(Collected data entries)
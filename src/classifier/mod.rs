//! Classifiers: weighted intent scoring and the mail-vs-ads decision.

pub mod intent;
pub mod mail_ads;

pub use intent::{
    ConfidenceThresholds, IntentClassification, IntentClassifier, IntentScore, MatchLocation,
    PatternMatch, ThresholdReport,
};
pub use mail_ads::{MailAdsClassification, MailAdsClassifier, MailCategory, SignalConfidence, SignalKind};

...

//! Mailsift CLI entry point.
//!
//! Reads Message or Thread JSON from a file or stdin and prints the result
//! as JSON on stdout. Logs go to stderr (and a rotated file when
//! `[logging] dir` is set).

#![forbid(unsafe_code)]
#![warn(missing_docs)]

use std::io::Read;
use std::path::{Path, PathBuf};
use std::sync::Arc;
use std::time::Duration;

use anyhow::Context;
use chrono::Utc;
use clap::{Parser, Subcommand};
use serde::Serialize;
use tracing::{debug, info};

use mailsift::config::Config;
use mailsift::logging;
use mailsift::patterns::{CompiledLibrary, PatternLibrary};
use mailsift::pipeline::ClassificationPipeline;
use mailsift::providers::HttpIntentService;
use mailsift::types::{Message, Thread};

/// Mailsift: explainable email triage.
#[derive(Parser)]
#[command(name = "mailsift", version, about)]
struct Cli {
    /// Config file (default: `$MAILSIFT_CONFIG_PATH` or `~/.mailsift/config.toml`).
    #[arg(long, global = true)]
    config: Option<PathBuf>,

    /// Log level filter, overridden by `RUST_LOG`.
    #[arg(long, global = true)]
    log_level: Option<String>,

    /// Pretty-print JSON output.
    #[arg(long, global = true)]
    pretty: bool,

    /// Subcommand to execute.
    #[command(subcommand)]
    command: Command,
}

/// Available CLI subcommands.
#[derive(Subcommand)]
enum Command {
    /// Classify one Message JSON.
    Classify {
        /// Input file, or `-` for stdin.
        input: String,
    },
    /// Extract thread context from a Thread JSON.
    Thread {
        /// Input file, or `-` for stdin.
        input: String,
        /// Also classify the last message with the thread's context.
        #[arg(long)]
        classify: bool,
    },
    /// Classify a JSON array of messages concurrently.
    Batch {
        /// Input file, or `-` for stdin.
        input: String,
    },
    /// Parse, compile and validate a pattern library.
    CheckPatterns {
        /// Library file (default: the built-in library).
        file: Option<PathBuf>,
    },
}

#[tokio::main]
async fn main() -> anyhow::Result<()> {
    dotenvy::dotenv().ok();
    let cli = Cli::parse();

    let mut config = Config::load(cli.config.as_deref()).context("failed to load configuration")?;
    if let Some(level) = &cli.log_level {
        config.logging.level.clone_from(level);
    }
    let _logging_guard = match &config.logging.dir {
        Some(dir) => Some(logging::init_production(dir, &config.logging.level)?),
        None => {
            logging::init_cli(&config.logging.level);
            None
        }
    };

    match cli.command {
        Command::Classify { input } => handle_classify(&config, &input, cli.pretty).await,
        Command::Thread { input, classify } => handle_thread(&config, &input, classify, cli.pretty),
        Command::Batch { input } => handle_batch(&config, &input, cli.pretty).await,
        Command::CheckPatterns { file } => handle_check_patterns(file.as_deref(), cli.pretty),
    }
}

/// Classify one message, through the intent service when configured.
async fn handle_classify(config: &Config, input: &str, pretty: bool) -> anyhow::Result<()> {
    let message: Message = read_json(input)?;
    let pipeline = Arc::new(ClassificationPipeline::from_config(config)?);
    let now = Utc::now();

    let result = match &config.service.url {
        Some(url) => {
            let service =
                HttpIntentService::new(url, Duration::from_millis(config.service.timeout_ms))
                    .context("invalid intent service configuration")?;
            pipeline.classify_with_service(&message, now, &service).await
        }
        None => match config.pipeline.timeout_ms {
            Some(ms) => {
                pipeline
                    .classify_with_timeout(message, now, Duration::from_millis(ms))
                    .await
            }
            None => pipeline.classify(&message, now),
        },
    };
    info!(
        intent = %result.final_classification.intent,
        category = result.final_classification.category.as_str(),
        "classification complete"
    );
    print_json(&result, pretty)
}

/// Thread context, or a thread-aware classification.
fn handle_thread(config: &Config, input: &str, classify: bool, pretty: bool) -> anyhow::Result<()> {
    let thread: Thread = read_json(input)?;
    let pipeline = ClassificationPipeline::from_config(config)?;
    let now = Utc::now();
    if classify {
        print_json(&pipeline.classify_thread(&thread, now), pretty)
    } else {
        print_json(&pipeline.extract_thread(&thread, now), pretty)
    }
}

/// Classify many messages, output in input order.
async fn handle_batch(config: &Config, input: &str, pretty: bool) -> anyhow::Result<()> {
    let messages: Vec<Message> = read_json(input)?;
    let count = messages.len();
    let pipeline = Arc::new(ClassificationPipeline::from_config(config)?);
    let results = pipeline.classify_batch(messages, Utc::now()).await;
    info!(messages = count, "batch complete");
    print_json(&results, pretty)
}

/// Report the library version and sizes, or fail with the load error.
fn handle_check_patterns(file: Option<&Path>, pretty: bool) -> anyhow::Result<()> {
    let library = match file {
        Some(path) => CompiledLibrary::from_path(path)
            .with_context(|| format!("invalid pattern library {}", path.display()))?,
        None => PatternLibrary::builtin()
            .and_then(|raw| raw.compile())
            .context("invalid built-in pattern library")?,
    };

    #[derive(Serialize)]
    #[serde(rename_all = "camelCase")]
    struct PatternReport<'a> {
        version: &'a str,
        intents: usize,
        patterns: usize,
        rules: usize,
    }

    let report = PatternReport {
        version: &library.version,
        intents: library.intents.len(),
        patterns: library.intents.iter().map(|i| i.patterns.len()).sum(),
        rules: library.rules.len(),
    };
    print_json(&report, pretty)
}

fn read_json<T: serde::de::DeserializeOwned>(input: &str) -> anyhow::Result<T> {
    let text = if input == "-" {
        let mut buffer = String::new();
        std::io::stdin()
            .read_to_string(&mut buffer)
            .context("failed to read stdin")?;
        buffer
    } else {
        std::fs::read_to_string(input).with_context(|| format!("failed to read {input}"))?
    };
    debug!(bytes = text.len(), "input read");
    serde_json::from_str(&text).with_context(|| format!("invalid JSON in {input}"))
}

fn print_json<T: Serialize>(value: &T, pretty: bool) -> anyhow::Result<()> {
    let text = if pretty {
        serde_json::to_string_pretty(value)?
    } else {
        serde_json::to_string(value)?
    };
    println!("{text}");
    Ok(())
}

ABOUT THIS TASK ->
Scan the entries above and report the number of lines that contain the word "Parser", with no added text.

RESULT FOR THIS TASK ->
2